About this exercise => From the records below, output exactly the lines running from the line containing "given output dimension." through the line containing "if text.is_empty() ||", and no others.

Given records =>

//! Document processing pipeline: extraction, chunking, embedding, and status lifecycle.

pub mod chunking;
pub mod documents;
mod service;
pub mod types;

pub use documents::{DocumentRecord, DocumentRegistry, DocumentStatus, StatusCounts};
pub use service::{DocumentApi, IngestService, WorkerMode};
pub use types::{
    ChunkView, ChunkingError, CollectionStats, DocumentView, GetDocumentError, IngestError,
    IngestReceipt, PipelineError, SearchError, SearchHit, SearchRequest, SearchResponse,
    ServiceLimits,
};
//! Concrete embedding backends.

use super::{EmbeddingError, EmbeddingModel};
use async_trait::async_trait;
use serde_json::{Value, json};

const DEFAULT_OPENAI_URL: &str = "https://api.openai.com";

/// Client for any OpenAI-compatible `/v1/embeddings` endpoint.
pub struct HttpEmbeddingModel {
    client: reqwest::Client,
    base_url: String,
    api_key: Option<String>,
    model: String,
    batch_size: usize,
}

impl HttpEmbeddingModel {
    /// Construct a client for the given endpoint and model.
    pub fn new(
        base_url: Option<String>,
        api_key: Option<String>,
        model: String,
        batch_size: usize,
    ) -> Self {
        let base_url = base_url
            .unwrap_or_else(|| DEFAULT_OPENAI_URL.to_string())
            .trim_end_matches('/')
            .to_string();
        Self {
            client: reqwest::Client::new(),
            base_url,
            api_key,
            model,
            batch_size: batch_size.max(1),
        }
    }

    async fn request_embeddings(&self, texts: &[String]) -> Result<Vec<Vec<f32>>, EmbeddingError> {
        let url = format!("{}/v1/embeddings", self.base_url);
        let body = json!({
            "model": self.model,
            "input": texts,
        });

        let mut request = self.client.post(&url).json(&body);
        if let Some(key) = self.api_key.as_deref().filter(|key| !key.is_empty()) {
            request = request.bearer_auth(key);
        }

        let response = request
            .send()
            .await
            .map_err(|err| EmbeddingError::Generation(err.to_string()))?;

        if !response.status().is_success() {
            let status = response.status();
            let detail = response.text().await.unwrap_or_default();
            return Err(EmbeddingError::Generation(format!(
                "embedding endpoint returned {status}: {detail}"
            )));
        }

        let payload: Value = response
            .json()
            .await
            .map_err(|err| EmbeddingError::Generation(err.to_string()))?;
        parse_embeddings_response(&payload, texts.len())
    }
}

#[async_trait]
impl EmbeddingModel for HttpEmbeddingModel {
    async fn embed(&self, text: &str) -> Result<Vec<f32>, EmbeddingError> {
        let mut vectors = self.request_embeddings(&[text.to_string()]).await?;
        vectors
            .pop()
            .ok_or_else(|| EmbeddingError::Generation("endpoint returned no vectors".to_string()))
    }

    async fn embed_batch(&self, texts: &[String]) -> Result<Vec<Vec<f32>>, EmbeddingError> {
        let mut vectors = Vec::with_capacity(texts.len());
        for batch in texts.chunks(self.batch_size) {
            vectors.extend(self.request_embeddings(batch).await?);
        }
        Ok(vectors)
    }
}

/// Parse an OpenAI-style embeddings response, restoring request order via the
/// per-item `index` field.
fn parse_embeddings_response(
    payload: &Value,
    expected: usize,
) -> Result<Vec<Vec<f32>>, EmbeddingError> {
    let data = payload["data"]
        .as_array()
        .ok_or_else(|| EmbeddingError::Generation("response is missing 'data'".to_string()))?;

    if data.len() != expected {
        return Err(EmbeddingError::Generation(format!(
            "endpoint returned {} embeddings for {} inputs",
            data.len(),
            expected
        )));
    }

    let mut indexed: Vec<(usize, Vec<f32>)> = Vec::with_capacity(data.len());
    for (position, item) in data.iter().enumerate() {
        let index = item["index"].as_u64().map(|i| i as usize).unwrap_or(position);
        let vector = item["embedding"]
            .as_array()
            .ok_or_else(|| {
                EmbeddingError::Generation("response item is missing 'embedding'".to_string())
            })?
            .iter()
            .map(|value| value.as_f64().unwrap_or(0.0) as f32)
            .collect();
        indexed.push((index, vector));
    }

    indexed.sort_by_key(|(index, _)| *index);
    Ok(indexed.into_iter().map(|(_, vector)| vector).collect())
}

/// Deterministic byte-fold encoder for offline and development use.
///
/// Hashes text content into vector slots and normalizes the result; identical
/// inputs always produce identical vectors.
pub struct BuiltinEmbeddingModel {
    dimension: usize,
}

impl BuiltinEmbeddingModel {
    /// Construct a deterministic encoder with the given output dimension.
    pub const fn new(dimension: usize) -> Self {
        Self { dimension }
    }

    fn encode(&self, text: &str) -> Vec<f32> {
        let mut embedding = vec![0.0_f32; self.dimension];

        if text.is_empty() || self.dimension == 0 {
            return embedding;
        }

        for (idx, byte) in text.bytes().enumerate() {
            let position = idx % self.dimension;
            embedding[position] += f32::from(byte) / 255.0;
        }

        super::l2_normalize(embedding)
    }
}

#[async_trait]
impl EmbeddingModel for BuiltinEmbeddingModel {
    async fn embed(&self, text: &str) -> Result<Vec<f32>, EmbeddingError> {
        if self.dimension == 0 {
            return Err(EmbeddingError::Generation(
                "embedding dimension must be greater than zero".to_string(),
            ));
        }
        Ok(self.encode(text))
    }

    async fn embed_batch(&self, texts: &[String]) -> Result<Vec<Vec<f32>>, EmbeddingError> {
        if self.dimension == 0 {
            return Err(EmbeddingError::Generation(
                "embedding dimension must be greater than zero".to_string(),
            ));
        }
        Ok(texts.iter().map(|text| self.encode(text)).collect())
    }
}
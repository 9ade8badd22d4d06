//! Shared types used by the Qdrant client and helpers.

use reqwest::StatusCode;
use serde::Deserialize;
use serde_json::{Map, Value};
use thiserror::Error;

/// Errors returned while interacting with Qdrant.
#[derive(Debug, Error)]
pub enum QdrantError {
    /// Base URL failed to parse or normalize.
    #[error("Invalid Qdrant URL: {0}")]
    InvalidUrl(String),
    /// HTTP layer failed before receiving a response.
    #[error("HTTP request failed: {0}")]
    Http(#[from] reqwest::Error),
    /// Qdrant responded with an unexpected status code.
    #[error("Unexpected Qdrant response ({status}): {body}")]
    UnexpectedStatus {
        /// HTTP status returned from Qdrant.
        status: StatusCode,
        /// Body payload associated with the failing response.
        body: String,
    },
    /// A vector with the wrong length was rejected before any write.
    #[error("Vector dimension mismatch: expected {expected}, got {actual}")]
    DimensionMismatch {
        /// Dimension the collection was created with.
        expected: usize,
        /// Dimension of the rejected vector.
        actual: usize,
    },
}

/// Prepared chunk entry ready for indexing: logical id, vector, and payload.
#[derive(Debug, Clone)]
pub struct ChunkPoint {
    /// Logical chunk identifier (`{document_id}_chunk_{index}`).
    pub chunk_id: String,
    /// Embedding vector produced for the chunk.
    pub vector: Vec<f32>,
    /// Payload stored alongside the vector.
    pub payload: Map<String, Value>,
}

/// Scored entry returned by similarity queries.
#[derive(Debug, Clone)]
pub struct ScoredPoint {
    /// Identifier assigned to the vector.
    pub id: String,
    /// Similarity score computed by Qdrant.
    pub score: f32,
    /// Payload associated with the vector.
    pub payload: Option<Map<String, Value>>,
}

/// Entry returned by point lookups and field scans.
#[derive(Debug, Clone)]
pub struct StoredPoint {
    /// Identifier assigned to the vector.
    pub id: String,
    /// Embedding vector, present when requested.
    pub vector: Option<Vec<f32>>,
    /// Payload associated with the vector.
    pub payload: Map<String, Value>,
}

/// Point-count snapshot of the collection.
#[derive(Debug, Clone, serde::Serialize)]
pub struct IndexStats {
    /// Collection the snapshot describes.
    pub collection: String,
    /// Number of stored points (chunks).
    pub points: usize,
}

#[derive(Deserialize)]
pub(crate) struct QueryResponse {
    pub(crate) result: QueryResponseResult,
}

#[derive(Deserialize)]
#[serde(untagged)]
pub(crate) enum QueryResponseResult {
    Points(Vec<QueryPoint>),
    Object {
        #[serde(default)]
        points: Vec<QueryPoint>,
    },
}

#[derive(Deserialize)]
pub(crate) struct QueryPoint {
    pub(crate) id: Value,
    pub(crate) score: f32,
    #[serde(default)]
    pub(crate) payload: Option<Map<String, Value>>,
}

#[derive(Deserialize)]
pub(crate) struct ScrollResponse {
    pub(crate) result: ScrollResult,
}

#[derive(Deserialize)]
pub(crate) struct ScrollResult {
    #[serde(default)]
    pub(crate) points: Vec<ScrollPoint>,
    #[serde(default)]
    pub(crate) next_page_offset: Option<Value>,
}

#[derive(Deserialize)]
pub(crate) struct ScrollPoint {
    #[serde(default)]
    pub(crate) id: Option<Value>,
    #[serde(default)]
    pub(crate) vector: Option<Vec<f32>>,
    #[serde(default)]
    pub(crate) payload: Option<Map<String, Value>>,
}

#[derive(Deserialize)]
pub(crate) struct CountResponse {
    pub(crate) result: CountResult,
}

#[derive(Deserialize)]
pub(crate) struct CountResult {
    pub(crate) count: usize,
}

#[derive(Deserialize)]
pub(crate) struct PointResponse {
    pub(crate) result: PointRecord,
}

#[derive(Deserialize)]
pub(crate) struct PointRecord {
    pub(crate) id: Value,
    #[serde(default)]
    pub(crate) vector: Option<Vec<f32>>,
    #[serde(default)]
    pub(crate) payload: Option<Map<String, Value>>,
}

Written solution =>
    /// Construct a deterministic encoder with the given output dimension.
    pub const fn new(dimension: usize) -> Self {
        Self { dimension }
    }

    fn encode(&self, text: &str) -> Vec<f32> {
        let mut embedding = vec![0.0_f32; self.dimension];

        if text.is_empty() || self.dimension == 0 {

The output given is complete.